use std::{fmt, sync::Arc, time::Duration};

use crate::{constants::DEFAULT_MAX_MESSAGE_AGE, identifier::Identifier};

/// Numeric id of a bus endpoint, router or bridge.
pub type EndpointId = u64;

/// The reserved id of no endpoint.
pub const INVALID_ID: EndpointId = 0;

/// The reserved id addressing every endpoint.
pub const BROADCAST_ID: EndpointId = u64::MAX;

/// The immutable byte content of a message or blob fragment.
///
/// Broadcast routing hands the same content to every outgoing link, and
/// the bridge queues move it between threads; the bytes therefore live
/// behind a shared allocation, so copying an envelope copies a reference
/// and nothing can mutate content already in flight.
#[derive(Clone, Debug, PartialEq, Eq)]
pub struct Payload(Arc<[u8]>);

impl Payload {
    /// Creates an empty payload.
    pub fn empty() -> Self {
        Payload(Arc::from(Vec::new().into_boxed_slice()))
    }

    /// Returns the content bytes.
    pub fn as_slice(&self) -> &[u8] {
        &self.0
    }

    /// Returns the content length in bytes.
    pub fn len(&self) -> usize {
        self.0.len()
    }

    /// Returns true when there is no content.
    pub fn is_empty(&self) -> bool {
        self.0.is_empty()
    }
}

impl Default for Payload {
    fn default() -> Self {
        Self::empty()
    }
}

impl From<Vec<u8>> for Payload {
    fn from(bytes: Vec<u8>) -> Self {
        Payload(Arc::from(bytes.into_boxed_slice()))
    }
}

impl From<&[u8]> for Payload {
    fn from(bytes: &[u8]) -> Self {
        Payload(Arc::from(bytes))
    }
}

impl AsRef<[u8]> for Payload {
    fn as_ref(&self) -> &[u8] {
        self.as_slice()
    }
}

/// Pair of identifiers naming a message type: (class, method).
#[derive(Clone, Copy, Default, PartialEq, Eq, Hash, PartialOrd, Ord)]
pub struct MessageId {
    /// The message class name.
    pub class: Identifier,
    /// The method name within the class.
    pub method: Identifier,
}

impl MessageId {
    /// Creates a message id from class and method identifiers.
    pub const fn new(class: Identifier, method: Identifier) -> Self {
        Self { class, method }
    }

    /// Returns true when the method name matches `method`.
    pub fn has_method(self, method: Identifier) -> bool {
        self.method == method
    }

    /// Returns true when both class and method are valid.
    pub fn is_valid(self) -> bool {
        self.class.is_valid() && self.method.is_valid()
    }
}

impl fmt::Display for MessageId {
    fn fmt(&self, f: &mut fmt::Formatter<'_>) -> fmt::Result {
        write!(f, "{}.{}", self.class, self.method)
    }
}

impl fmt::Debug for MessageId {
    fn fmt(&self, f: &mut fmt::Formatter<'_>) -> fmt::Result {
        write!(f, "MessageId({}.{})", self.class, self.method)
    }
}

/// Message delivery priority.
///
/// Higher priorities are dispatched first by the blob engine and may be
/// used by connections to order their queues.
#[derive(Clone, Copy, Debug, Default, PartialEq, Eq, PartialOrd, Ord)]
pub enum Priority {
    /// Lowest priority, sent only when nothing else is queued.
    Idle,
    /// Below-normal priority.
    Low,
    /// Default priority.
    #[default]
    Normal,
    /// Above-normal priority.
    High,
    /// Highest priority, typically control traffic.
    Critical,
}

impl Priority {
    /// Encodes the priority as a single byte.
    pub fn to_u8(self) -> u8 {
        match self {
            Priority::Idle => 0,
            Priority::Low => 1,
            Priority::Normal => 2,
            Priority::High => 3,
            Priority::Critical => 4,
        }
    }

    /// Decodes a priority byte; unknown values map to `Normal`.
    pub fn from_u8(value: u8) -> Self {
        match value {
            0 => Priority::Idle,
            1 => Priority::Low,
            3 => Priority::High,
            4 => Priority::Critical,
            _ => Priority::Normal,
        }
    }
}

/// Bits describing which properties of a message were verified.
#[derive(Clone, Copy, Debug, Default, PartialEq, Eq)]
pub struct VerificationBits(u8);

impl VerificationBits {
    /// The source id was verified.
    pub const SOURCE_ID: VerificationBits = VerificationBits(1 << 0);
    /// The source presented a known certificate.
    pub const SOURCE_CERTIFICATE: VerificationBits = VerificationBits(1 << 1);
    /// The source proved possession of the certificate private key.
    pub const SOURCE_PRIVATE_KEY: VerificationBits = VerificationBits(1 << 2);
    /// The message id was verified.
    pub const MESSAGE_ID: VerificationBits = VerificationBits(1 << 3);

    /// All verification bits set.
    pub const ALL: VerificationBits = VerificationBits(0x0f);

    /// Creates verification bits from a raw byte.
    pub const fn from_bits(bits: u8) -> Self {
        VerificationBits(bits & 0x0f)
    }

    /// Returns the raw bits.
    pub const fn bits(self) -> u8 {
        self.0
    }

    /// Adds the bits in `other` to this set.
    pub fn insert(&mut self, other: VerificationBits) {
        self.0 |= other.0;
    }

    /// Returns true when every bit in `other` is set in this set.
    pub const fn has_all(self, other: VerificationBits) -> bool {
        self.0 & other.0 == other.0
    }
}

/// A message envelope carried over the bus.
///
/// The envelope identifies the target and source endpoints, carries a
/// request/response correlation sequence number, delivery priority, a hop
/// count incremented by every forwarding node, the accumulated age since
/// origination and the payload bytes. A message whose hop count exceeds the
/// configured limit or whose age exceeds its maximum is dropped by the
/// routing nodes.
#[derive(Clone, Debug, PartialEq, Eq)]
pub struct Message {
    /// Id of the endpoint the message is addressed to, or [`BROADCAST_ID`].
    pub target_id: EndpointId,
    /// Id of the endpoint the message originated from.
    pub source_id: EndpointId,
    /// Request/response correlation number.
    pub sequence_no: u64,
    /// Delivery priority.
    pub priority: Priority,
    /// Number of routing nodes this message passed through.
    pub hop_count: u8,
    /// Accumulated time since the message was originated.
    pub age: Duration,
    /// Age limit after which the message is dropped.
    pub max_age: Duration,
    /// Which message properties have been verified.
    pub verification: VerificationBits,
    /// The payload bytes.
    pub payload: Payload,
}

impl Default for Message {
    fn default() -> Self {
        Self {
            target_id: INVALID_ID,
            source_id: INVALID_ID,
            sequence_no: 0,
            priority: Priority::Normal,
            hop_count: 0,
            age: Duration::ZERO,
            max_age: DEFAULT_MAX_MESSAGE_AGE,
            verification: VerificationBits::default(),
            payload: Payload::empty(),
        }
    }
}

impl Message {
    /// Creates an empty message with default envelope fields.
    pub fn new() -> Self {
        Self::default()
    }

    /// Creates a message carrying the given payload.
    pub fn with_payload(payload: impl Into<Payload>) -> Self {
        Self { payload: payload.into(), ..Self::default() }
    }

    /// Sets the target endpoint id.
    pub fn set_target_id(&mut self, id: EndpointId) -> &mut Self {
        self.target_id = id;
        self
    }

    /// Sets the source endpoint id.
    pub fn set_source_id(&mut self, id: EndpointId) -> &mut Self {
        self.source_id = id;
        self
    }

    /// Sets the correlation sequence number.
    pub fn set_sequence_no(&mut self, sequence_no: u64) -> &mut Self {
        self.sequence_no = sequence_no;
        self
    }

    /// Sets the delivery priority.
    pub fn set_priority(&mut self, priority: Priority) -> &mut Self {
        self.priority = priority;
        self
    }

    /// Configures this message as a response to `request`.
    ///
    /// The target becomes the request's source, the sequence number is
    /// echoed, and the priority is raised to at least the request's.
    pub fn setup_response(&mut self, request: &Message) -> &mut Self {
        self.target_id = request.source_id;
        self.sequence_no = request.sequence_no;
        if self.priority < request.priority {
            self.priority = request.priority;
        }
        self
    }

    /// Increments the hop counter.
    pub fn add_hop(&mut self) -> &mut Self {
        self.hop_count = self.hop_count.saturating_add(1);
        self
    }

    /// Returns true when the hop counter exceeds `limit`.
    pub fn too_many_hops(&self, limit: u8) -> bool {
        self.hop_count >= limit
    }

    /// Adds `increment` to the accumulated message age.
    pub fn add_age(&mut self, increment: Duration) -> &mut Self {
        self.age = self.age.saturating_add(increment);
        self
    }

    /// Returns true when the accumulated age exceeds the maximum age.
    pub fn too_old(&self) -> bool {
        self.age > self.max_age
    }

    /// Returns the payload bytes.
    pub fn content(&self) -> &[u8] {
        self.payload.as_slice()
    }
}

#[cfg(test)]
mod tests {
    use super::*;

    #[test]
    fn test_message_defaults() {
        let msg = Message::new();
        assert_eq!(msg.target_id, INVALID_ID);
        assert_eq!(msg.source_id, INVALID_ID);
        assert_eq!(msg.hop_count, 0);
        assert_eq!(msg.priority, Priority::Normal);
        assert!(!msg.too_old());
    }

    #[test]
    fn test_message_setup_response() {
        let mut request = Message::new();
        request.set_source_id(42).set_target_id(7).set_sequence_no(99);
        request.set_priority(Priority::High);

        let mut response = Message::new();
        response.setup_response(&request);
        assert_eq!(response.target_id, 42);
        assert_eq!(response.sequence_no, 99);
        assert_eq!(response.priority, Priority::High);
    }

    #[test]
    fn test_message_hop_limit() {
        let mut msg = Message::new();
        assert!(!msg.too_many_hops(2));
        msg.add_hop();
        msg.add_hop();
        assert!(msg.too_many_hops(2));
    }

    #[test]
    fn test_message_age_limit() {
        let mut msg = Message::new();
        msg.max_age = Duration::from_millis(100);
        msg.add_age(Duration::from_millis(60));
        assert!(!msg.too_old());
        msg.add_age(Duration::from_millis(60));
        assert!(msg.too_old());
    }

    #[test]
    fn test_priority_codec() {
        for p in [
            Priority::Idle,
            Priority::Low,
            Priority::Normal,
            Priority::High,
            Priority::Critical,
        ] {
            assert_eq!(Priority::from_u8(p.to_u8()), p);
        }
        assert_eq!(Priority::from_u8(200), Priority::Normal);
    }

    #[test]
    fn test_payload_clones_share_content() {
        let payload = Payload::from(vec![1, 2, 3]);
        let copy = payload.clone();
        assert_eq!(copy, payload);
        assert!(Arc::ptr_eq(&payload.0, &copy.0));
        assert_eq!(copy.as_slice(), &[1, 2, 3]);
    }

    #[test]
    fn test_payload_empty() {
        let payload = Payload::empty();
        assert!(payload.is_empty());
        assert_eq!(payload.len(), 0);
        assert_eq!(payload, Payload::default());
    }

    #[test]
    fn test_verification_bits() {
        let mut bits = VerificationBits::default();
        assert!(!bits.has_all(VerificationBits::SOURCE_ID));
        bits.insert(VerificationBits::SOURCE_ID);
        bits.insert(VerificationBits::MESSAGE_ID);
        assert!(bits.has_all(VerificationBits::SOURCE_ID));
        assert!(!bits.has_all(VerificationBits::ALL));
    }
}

▬▬▬▬▬▬

ASSIGNMENT
Of the lines above, extract only those from the line with "a single byte." to the line with "source id was verified.", both included, exactly as written.

RESULT OF THIS EXERCISE
    /// Encodes the priority as a single byte.
    pub fn to_u8(self) -> u8 {
        match self {
            Priority::Idle => 0,
            Priority::Low => 1,
            Priority::Normal => 2,
            Priority::High => 3,
            Priority::Critical => 4,
        }
    }

    /// Decodes a priority byte; unknown values map to `Normal`.
    pub fn from_u8(value: u8) -> Self {
        match value {
            0 => Priority::Idle,
            1 => Priority::Low,
            3 => Priority::High,
            4 => Priority::Critical,
            _ => Priority::Normal,
        }
    }
}

/// Bits describing which properties of a message were verified.
#[derive(Clone, Copy, Debug, Default, PartialEq, Eq)]
pub struct VerificationBits(u8);

impl VerificationBits {
    /// The source id was verified.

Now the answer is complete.